___ Information given ___
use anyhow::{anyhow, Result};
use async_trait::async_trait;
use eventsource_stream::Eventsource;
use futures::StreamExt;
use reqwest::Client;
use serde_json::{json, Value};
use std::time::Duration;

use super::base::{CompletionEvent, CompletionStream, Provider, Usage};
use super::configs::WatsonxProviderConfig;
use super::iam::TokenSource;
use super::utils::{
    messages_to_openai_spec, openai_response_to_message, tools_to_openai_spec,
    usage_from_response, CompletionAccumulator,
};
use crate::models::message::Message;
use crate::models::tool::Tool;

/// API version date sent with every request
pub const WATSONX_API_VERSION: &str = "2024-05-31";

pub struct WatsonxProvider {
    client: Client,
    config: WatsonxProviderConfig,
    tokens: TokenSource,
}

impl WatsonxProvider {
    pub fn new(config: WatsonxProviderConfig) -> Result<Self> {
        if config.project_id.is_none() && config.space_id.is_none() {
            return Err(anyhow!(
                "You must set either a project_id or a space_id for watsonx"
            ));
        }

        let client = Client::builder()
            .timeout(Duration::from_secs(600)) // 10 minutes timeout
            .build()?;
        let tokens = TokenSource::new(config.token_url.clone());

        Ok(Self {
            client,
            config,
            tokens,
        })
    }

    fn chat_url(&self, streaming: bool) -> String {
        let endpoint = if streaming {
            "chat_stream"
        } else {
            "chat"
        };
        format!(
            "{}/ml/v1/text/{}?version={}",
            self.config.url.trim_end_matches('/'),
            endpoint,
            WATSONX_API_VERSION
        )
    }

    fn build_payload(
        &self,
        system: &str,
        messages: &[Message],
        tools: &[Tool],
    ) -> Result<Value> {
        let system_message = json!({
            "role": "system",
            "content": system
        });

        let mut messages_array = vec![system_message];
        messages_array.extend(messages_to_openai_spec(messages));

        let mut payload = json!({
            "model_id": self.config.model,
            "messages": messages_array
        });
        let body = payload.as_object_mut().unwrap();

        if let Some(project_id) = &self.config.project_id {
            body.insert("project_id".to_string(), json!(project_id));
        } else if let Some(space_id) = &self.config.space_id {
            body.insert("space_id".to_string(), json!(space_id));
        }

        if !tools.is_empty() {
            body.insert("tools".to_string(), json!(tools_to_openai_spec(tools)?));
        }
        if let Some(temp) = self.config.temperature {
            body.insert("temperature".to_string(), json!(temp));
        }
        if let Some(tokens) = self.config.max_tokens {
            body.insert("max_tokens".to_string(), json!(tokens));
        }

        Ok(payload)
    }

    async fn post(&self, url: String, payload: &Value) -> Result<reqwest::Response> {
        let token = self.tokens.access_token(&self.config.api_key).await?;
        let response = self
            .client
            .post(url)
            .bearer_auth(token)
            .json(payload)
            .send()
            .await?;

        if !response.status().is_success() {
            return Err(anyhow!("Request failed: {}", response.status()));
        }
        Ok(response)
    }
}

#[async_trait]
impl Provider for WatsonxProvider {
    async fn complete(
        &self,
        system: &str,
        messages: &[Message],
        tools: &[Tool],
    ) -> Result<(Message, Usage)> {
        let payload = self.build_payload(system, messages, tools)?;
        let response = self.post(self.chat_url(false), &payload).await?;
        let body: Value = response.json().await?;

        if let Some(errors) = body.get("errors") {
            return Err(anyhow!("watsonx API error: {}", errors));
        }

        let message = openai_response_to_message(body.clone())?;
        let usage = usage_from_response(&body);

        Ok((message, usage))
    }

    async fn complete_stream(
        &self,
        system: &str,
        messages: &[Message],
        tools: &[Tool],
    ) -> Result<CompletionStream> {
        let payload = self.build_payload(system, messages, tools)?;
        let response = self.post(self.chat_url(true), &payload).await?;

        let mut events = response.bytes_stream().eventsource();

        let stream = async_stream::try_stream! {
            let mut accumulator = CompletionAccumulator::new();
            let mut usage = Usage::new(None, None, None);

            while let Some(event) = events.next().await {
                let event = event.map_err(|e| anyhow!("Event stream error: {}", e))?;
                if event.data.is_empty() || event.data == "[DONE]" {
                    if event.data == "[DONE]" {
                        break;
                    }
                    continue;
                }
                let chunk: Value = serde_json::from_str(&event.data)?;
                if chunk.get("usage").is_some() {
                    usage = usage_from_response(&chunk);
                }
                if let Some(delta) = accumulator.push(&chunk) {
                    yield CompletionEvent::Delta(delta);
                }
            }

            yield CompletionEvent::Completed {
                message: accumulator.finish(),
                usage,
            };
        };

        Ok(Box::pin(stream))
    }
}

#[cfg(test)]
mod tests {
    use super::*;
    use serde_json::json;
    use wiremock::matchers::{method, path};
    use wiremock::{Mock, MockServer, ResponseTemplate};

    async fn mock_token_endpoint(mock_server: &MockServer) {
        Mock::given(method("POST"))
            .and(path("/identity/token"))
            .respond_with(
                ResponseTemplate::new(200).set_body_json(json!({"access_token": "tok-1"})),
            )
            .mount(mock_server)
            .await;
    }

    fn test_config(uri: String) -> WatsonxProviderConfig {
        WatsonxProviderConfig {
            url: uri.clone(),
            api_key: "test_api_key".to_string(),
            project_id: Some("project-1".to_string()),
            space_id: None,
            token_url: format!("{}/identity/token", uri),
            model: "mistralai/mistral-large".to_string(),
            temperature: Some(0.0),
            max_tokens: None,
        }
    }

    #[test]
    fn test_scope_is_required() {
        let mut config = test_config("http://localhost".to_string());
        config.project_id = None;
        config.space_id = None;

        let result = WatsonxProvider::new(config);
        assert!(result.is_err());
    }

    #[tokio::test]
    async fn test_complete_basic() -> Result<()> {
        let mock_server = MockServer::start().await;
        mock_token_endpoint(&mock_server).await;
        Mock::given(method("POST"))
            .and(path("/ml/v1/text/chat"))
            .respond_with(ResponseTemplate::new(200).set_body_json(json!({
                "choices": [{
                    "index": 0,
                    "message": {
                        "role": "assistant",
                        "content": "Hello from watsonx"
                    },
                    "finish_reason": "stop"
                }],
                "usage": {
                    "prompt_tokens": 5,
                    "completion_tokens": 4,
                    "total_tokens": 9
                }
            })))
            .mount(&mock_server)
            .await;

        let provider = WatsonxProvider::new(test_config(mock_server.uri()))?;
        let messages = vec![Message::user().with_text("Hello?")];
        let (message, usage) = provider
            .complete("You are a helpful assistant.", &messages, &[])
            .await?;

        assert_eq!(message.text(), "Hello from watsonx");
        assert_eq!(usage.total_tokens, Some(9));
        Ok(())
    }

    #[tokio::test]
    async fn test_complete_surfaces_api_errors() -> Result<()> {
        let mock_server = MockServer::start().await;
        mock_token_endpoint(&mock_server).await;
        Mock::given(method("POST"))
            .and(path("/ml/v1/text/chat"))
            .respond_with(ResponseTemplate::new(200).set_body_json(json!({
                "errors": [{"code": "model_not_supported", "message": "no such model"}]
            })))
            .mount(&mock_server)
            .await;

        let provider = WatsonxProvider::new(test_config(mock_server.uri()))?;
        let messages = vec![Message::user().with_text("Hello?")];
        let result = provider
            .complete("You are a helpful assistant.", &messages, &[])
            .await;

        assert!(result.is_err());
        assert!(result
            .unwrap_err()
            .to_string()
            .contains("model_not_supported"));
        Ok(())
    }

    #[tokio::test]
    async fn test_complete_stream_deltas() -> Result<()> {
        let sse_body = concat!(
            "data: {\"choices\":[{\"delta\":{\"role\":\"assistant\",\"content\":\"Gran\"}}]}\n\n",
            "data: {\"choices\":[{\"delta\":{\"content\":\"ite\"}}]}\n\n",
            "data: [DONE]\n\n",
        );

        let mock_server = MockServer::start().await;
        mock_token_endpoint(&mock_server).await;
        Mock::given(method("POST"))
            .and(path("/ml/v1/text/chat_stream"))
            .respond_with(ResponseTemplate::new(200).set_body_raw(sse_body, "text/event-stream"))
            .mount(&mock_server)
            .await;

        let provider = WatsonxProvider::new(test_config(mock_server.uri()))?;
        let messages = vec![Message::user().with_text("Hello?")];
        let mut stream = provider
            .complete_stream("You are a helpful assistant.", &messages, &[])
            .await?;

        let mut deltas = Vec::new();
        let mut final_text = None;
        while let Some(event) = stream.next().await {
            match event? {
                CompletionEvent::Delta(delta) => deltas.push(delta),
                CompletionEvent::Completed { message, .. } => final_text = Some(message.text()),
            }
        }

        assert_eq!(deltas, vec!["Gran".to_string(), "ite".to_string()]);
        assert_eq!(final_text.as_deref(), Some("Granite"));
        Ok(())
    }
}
___
___ Information given ___
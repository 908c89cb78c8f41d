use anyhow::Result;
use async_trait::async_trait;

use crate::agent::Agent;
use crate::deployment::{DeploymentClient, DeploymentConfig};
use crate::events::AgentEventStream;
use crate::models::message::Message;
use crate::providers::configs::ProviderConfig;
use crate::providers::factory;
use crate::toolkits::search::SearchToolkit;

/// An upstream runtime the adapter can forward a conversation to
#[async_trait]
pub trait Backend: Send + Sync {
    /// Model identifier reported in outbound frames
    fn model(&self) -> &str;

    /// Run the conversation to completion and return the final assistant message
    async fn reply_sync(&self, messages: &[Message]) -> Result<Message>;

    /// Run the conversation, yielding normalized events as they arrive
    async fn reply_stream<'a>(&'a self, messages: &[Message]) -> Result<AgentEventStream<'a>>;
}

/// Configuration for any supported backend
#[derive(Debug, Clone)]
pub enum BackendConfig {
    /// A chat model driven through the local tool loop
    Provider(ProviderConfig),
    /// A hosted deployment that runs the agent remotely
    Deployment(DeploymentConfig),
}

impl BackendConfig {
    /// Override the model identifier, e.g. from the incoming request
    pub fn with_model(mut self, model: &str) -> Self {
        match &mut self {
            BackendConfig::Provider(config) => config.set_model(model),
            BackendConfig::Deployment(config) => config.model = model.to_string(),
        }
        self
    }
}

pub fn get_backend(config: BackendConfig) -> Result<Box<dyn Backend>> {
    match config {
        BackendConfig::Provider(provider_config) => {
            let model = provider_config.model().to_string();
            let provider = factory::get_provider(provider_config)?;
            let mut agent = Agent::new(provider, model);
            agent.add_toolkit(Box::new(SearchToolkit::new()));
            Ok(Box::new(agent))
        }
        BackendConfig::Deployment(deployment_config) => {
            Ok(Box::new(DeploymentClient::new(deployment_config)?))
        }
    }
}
___
___ Information given ___
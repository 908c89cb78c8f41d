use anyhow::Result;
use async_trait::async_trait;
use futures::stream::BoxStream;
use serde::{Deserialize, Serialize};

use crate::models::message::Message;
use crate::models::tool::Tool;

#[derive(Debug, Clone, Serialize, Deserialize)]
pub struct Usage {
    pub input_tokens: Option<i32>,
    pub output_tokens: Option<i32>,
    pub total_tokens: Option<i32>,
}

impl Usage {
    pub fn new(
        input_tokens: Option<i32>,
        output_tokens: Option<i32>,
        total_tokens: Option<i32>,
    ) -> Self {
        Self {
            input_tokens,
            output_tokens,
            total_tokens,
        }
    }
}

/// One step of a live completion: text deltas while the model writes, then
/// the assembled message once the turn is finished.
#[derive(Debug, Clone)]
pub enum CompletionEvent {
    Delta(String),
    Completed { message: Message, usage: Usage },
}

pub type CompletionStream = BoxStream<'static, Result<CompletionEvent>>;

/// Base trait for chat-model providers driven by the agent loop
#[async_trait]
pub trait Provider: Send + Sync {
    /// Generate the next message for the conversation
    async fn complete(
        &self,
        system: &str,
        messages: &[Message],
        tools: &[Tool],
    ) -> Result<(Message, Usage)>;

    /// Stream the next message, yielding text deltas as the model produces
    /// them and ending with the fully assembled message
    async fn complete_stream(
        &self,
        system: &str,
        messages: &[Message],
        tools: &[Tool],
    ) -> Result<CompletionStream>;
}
___
◆ Task to carry out
Please give, as a single number with nothing added, the count of lines in the records that contain the word "assembled".

◆ Result for this exercise
2